# [ENTRIES SUPPLIED]
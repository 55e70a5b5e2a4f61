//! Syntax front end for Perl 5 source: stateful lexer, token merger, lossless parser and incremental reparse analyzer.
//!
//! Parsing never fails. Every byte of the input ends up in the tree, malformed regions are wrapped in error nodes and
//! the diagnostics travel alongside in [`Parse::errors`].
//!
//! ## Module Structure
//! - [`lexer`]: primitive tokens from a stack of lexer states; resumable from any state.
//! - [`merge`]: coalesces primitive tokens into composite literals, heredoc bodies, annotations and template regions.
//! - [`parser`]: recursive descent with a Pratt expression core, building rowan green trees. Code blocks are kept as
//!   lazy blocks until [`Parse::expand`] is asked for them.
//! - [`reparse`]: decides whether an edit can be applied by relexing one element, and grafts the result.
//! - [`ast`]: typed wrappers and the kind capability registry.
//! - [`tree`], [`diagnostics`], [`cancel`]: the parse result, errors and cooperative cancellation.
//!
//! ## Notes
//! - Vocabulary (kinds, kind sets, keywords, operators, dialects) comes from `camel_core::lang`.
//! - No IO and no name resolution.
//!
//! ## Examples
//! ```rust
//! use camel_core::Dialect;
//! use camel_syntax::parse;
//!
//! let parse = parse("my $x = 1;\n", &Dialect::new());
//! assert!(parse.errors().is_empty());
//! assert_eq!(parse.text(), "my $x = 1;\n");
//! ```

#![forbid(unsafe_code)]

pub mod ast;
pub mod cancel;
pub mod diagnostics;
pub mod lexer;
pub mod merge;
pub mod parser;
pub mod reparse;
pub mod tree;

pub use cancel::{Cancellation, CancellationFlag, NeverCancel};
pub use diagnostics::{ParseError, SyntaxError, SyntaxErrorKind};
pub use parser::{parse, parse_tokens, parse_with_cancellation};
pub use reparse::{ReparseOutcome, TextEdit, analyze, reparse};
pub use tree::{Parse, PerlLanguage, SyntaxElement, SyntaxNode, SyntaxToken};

...

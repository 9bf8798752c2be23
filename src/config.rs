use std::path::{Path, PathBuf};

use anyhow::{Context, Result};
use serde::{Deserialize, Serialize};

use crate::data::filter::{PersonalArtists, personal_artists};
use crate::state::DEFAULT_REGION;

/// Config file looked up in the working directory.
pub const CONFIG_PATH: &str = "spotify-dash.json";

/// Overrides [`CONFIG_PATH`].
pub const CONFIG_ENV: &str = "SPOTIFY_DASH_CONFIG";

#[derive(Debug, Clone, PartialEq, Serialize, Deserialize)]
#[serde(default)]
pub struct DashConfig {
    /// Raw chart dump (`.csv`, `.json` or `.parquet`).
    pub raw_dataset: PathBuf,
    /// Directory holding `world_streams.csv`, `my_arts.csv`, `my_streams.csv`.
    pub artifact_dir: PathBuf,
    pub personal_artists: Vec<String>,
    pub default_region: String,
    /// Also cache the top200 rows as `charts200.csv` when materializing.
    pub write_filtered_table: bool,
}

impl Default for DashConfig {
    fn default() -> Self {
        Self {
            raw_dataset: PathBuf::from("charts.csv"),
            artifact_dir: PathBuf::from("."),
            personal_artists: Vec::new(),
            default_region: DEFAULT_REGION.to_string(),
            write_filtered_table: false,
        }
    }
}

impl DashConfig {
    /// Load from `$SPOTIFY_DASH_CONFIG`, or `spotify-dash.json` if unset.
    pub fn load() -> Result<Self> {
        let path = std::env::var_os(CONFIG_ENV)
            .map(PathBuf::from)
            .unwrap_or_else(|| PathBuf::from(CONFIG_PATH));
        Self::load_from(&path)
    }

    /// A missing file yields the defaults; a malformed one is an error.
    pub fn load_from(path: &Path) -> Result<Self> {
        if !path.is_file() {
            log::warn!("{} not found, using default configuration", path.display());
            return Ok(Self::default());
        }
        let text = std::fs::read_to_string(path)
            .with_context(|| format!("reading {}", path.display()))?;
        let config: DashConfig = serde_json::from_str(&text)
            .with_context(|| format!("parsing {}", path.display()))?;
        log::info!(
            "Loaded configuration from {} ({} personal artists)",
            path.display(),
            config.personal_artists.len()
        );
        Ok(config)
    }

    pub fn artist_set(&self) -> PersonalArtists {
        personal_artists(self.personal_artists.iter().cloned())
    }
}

# [EXERCISE DETAILS]
Where does the string "DashConfig" appear in the records above? Show every line that holds it.

# [RESULT FOR THIS EXERCISE]
pub struct DashConfig {
impl Default for DashConfig {
impl DashConfig {
        let config: DashConfig = serde_json::from_str(&text)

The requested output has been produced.